Duration of “Good On” time per dose: Immediate-release carbidopa-levodopa vs. extended-release carbidopa-levodopa (IPX203, CREXONT®)

Abstract

Background

For Parkinson's disease patients with motor fluctuations, the duration of benefit per levodopa dose is a key metric that reflects a patient's clinical response.

Objective

Determine the difference in mean durations of “Good On” time per dose of subjects randomized to extended-release carbidopa-levodopa (ER CD-LD; IPX203; CREXONT®) vs. immediate-release (IR) CD-LD in the RISE-PD trial.

Methods

“Good On” time per dose was assessed at the end of the IR CD-LD dose adjustment phase (Visit 2/Week 3) and compared to End of Study (Visit 7/EOS) between IPX203 and IR CD-LD groups. In addition, to understand if “Good On” time per dose for IR CD-LD before conversion to IPX203 could impact the magnitude of change in “Good On” time per dose of IPX203 vs. IR CD-LD after conversion, subjects were rank-ordered and divided into quartiles based on their initial “Good On” time per dose optimized IR CD-LD values. Changes in “Good On” time per dose between IPX203 and IR CD-LD groups were then compared for each quartile from Visit 2 to EOS.

Results

IPX203 increased “Good On” time per dose compared to IR CD-LD by a mean of 1.6 h (p < 0.0001).
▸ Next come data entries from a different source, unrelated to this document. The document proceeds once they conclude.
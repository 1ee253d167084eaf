//! `catalog-core`: shared building blocks for the catalog admin toolkit.
//!
//! This crate contains **pure domain** primitives (no HTTP, no IO).

pub mod error;
pub mod id;

pub use error::{DomainError, DomainResult};
pub use id::{BrandId, ProductCode, TypeId};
The mean differences in “Good On” time per dose between IPX203 and IR CD-LD were 1.53h for quartile one, 1.39h for quartile two, 1.83h for quartile three, and 1.56h for quartile four (p < 0.0001 for all quartiles).

Conclusion

IPX203 significantly increased “Good On” time per dose regardless of the duration of “Good On” time per dose observed with IR CD-LD.